Forgotten Authors: Rosel George Brown

Forgotten Authors: Rosel George Brown

Rosel George Brown

Rosel George was born in New Orleans, Louisiana on March 15, 1926. She attended Sophie Newcomb College and earned a Master of Arts degree in Greek at the University of Minnesota. In 1947, she married W. Burlie Brown, a lawyer who would go back to school in 1949 to earn a Ph.D. in history before joining the Tulane University faculty in 1951. Aside from the period when she was attending graduate school in Minnesota and Burlie was attending graduate school in North Carolina, Rosel George Brown lived in New Orleans. The Browns had two children. For about three years, Rosel worked as a welfare visitor.
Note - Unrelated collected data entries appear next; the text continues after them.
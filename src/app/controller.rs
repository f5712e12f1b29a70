// src/app/controller.rs
//! One controller per media kind. User actions mutate state and record a
//! [`ChangeEvent`]; [`CatalogController::flush`] then reacts to the pending
//! events in a fixed order: the displayed list is recomputed at most once and
//! each touched store key is written at most once.

use tracing::{debug, info, warn};

use super::catalog::{self, CatalogSource};
use super::error::{CatalogError, StoreError};
use super::filters::{apply_filters, FilterState};
use super::library::Library;
use super::store::KeyValueStore;
use super::types::{CatalogItem, Collection, FetchRequest, MediaKind};

const MAX_NOTICES: usize = 8;

#[derive(Clone, Copy, Debug, PartialEq, Eq)]
pub enum ChangeEvent {
    CatalogReplaced,
    FilterChanged,
    FavoritesChanged,
    RatingsChanged,
    CommentLogChanged,
}

pub struct CatalogController {
    kind: MediaKind,
    store: Box<dyn KeyValueStore>,

    // catalog
    items: Vec<CatalogItem>,
    displayed: Vec<CatalogItem>,
    filter: FilterState,
    collection: Collection,

    // user data
    library: Library,

    // fetch bookkeeping
    generation: u64,
    in_flight: Option<FetchRequest>,

    pending: Vec<ChangeEvent>,
    notices: Vec<String>,
}

impl CatalogController {
    /// Restore the persisted favorites, ratings and comment log for `kind`.
    /// Unreadable values fall back to empty and are reported as notices.
    pub fn mount(kind: MediaKind, store: Box<dyn KeyValueStore>) -> Self {
        let (library, problems) = Library::load(&*store, kind.as_str());
        let mut ctl = Self {
            kind,
            store,
            items: Vec::new(),
            displayed: Vec::new(),
            filter: FilterState::default(),
            collection: Collection::Popular,
            library,
            generation: 0,
            in_flight: None,
            pending: Vec::new(),
            notices: Vec::new(),
        };
        for problem in problems {
            ctl.push_notice(format!("Saved {} data reset: {problem}", kind.label()));
        }
        info!(
            "{}: restored {} favorite(s), {} rating(s)",
            kind.label(),
            ctl.library.favorites.len(),
            ctl.library.ratings.len()
        );
        ctl
    }

    // ---- read side ----
    pub const fn kind(&self) -> MediaKind {
        self.kind
    }

    pub fn items(&self) -> &[CatalogItem] {
        &self.items
    }

    pub fn displayed(&self) -> &[CatalogItem] {
        &self.displayed
    }

    pub const fn filter(&self) -> &FilterState {
        &self.filter
    }

    pub const fn collection(&self) -> Collection {
        self.collection
    }

    pub const fn library(&self) -> &Library {
        &self.library
    }

    pub fn item(&self, id: u64) -> Option<&CatalogItem> {
        self.items.iter().find(|i| i.id == id)
    }

    pub fn is_favorite(&self, id: u64) -> bool {
        self.library.favorites.is_favorite(id)
    }

    pub fn average_rating(&self, id: u64) -> Option<f32> {
        self.library.ratings.average_rating(id)
    }

    /// Displayed items that are favorites, in displayed order.
    pub fn favorites_view(&self) -> Vec<&CatalogItem> {
        self.displayed
            .iter()
            .filter(|i| self.library.favorites.is_favorite(i.id))
            .collect()
    }

    pub fn notices(&self) -> &[String] {
        &self.notices
    }

    pub fn dismiss_notices(&mut self) {
        self.notices.clear();
    }

    pub fn is_loading(&self) -> bool {
        self.in_flight.is_some()
    }

    pub fn in_flight(&self) -> Option<&FetchRequest> {
        self.in_flight.as_ref()
    }

    // ---- fetch lifecycle ----
    /// Register a new request and return its generation. Any result carrying
    /// an older generation will be discarded when it arrives.
    pub fn begin_fetch(&mut self, request: FetchRequest) -> u64 {
        self.generation += 1;
        debug!(
            "{}: fetch #{} {}",
            self.kind.label(),
            self.generation,
            request.describe()
        );
        self.in_flight = Some(request);
        self.generation
    }

    /// Apply a finished fetch. Returns true when the result was used.
    pub fn apply_fetch(
        &mut self,
        generation: u64,
        result: Result<Vec<CatalogItem>, CatalogError>,
    ) -> bool {
        if generation != self.generation {
            debug!(
                "{}: dropping stale fetch #{generation} (latest #{})",
                self.kind.label(),
                self.generation
            );
            return false;
        }
        let request = self.in_flight.take();
        match result {
            Ok(items) => {
                info!(
                    "{}: {} item(s) from {}",
                    self.kind.label(),
                    items.len(),
                    request.as_ref().map_or_else(String::new, FetchRequest::describe)
                );
                // The highlighted list follows what is shown, not what was asked for.
                if let Some(FetchRequest::Collection(c)) = &request {
                    self.collection = *c;
                }
                self.items = items;
                self.displayed = self.items.clone();
                self.pending.push(ChangeEvent::CatalogReplaced);
                self.flush();
                true
            }
            Err(err) => {
                warn!("{}: fetch failed: {err}", self.kind.label());
                let what = request.as_ref().map_or_else(|| "fetch".into(), FetchRequest::describe);
                self.push_notice(format!("Could not load {what}: {err}"));
                false
            }
        }
    }

    /// Blocking fetch of a named list; used off the UI thread and in tests.
    pub fn fetch_collection(
        &mut self,
        source: &dyn CatalogSource,
        collection: Collection,
        page_cap: u32,
    ) -> bool {
        let generation = self.begin_fetch(FetchRequest::Collection(collection));
        let result = catalog::fetch_collection(source, self.kind, collection, page_cap);
        self.apply_fetch(generation, result)
    }

    /// Blocking search. An empty query issues no request.
    pub fn search(&mut self, source: &dyn CatalogSource, query: &str) -> bool {
        let query = query.trim();
        if query.is_empty() {
            return false;
        }
        let generation = self.begin_fetch(FetchRequest::Search(query.to_string()));
        let result = catalog::search(source, self.kind, query);
        self.apply_fetch(generation, result)
    }

    // ---- filters ----
    pub fn set_title_filter(&mut self, value: impl Into<String>) {
        let value = value.into();
        if self.filter.title_query != value {
            self.filter.title_query = value;
            self.pending.push(ChangeEvent::FilterChanged);
        }
        self.flush();
    }

    pub fn set_year_filter(&mut self, value: impl Into<String>) {
        let value = value.into();
        if self.filter.year_query != value {
            self.filter.year_query = value;
            self.pending.push(ChangeEvent::FilterChanged);
        }
        self.flush();
    }

    pub fn set_rating_filter(&mut self, value: impl Into<String>) {
        let value = value.into();
        if self.filter.min_rating != value {
            self.filter.min_rating = value;
            self.pending.push(ChangeEvent::FilterChanged);
        }
        self.flush();
    }

    pub fn set_filter(&mut self, filter: FilterState) {
        if self.filter != filter {
            self.filter = filter;
            self.pending.push(ChangeEvent::FilterChanged);
        }
        self.flush();
    }

    // ---- favorites ----
    pub fn add_favorite(&mut self, id: u64) {
        if self.library.add_favorite(id) {
            self.pending.push(ChangeEvent::FavoritesChanged);
            self.pending.push(ChangeEvent::RatingsChanged);
        }
        self.flush();
    }

    pub fn remove_favorite(&mut self, id: u64) {
        if self.library.remove_favorite(id) {
            self.pending.push(ChangeEvent::FavoritesChanged);
        }
        self.flush();
    }

    pub fn toggle_favorite(&mut self, id: u64) {
        if self.is_favorite(id) {
            self.remove_favorite(id);
        } else {
            self.add_favorite(id);
        }
    }

    pub fn clear_favorites(&mut self) {
        if self.library.clear_favorites() {
            self.pending.push(ChangeEvent::FavoritesChanged);
        }
        self.flush();
    }

    // ---- ratings & comments ----
    pub fn add_rating(&mut self, id: u64, rating: f32, comment: String) {
        self.library.ratings.add_rating(id, rating, comment);
        self.pending.push(ChangeEvent::RatingsChanged);
        self.flush();
    }

    pub fn set_rating(&mut self, id: u64, rating: f32) {
        let comment = self.library.ratings.comment(id).to_string();
        self.add_rating(id, rating, comment);
    }

    pub fn set_comment(&mut self, id: u64, text: String) {
        let rating = self.library.ratings.rating(id);
        self.add_rating(id, rating, text);
    }

    pub fn submit_comment(&mut self, id: u64) {
        self.library.submit_comment(id);
        self.pending.push(ChangeEvent::CommentLogChanged);
        self.pending.push(ChangeEvent::RatingsChanged);
        self.flush();
    }

    pub fn delete_rating_and_comment(&mut self, id: u64) {
        if self.library.delete_rating_and_comment(id) {
            self.pending.push(ChangeEvent::RatingsChanged);
            self.pending.push(ChangeEvent::CommentLogChanged);
        }
        self.flush();
    }

    // ---- reactions ----
    /// React to everything recorded since the last flush.
    pub fn flush(&mut self) {
        if self.pending.is_empty() {
            return;
        }
        let events = std::mem::take(&mut self.pending);
        let has = |e: ChangeEvent| events.contains(&e);

        if has(ChangeEvent::CatalogReplaced) || has(ChangeEvent::FilterChanged) {
            self.displayed = apply_filters(&self.items, &self.filter);
        }

        let scope = self.kind.as_str();
        let mut failures: Vec<StoreError> = Vec::new();
        if has(ChangeEvent::FavoritesChanged) {
            if let Err(e) = self.library.save_favorites(&mut *self.store, scope) {
                failures.push(e);
            }
        }
        if has(ChangeEvent::RatingsChanged) {
            if let Err(e) = self.library.save_ratings(&mut *self.store, scope) {
                failures.push(e);
            }
        }
        if has(ChangeEvent::CommentLogChanged) {
            if let Err(e) = self.library.save_comment_log(&mut *self.store, scope) {
                failures.push(e);
            }
        }
        for err in failures {
            warn!("{}: persisting failed: {err}", self.kind.label());
            self.push_notice(format!("Could not save {} data: {err}", self.kind.label()));
        }
    }

    /// Queue a message for the top bar; the oldest is dropped past the limit.
    pub fn push_notice(&mut self, msg: String) {
        if self.notices.len() >= MAX_NOTICES {
            self.notices.remove(0);
        }
        self.notices.push(msg);
    }
}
Brown began publishing science fiction in 1958 when her story “From an Unseen Censor” appeared in the September issue of Galaxy Science Fiction alongside established authors Isaac Asimov, Damon Knight, Arthur C. Clarke, and Willy Ley. The following year, she published seven additional stories in If, Fantastic Universe, Star Science Fiction, F&SF, Galaxy, and Amazing, demonstrating the ability to sell to multiple editors. In 1959, she was also nominated for the Hugo Award for Best New Writer, alongside Kit Reed, Louis Charbonneau, Pauline Ashwell, and Brian W. Aldiss.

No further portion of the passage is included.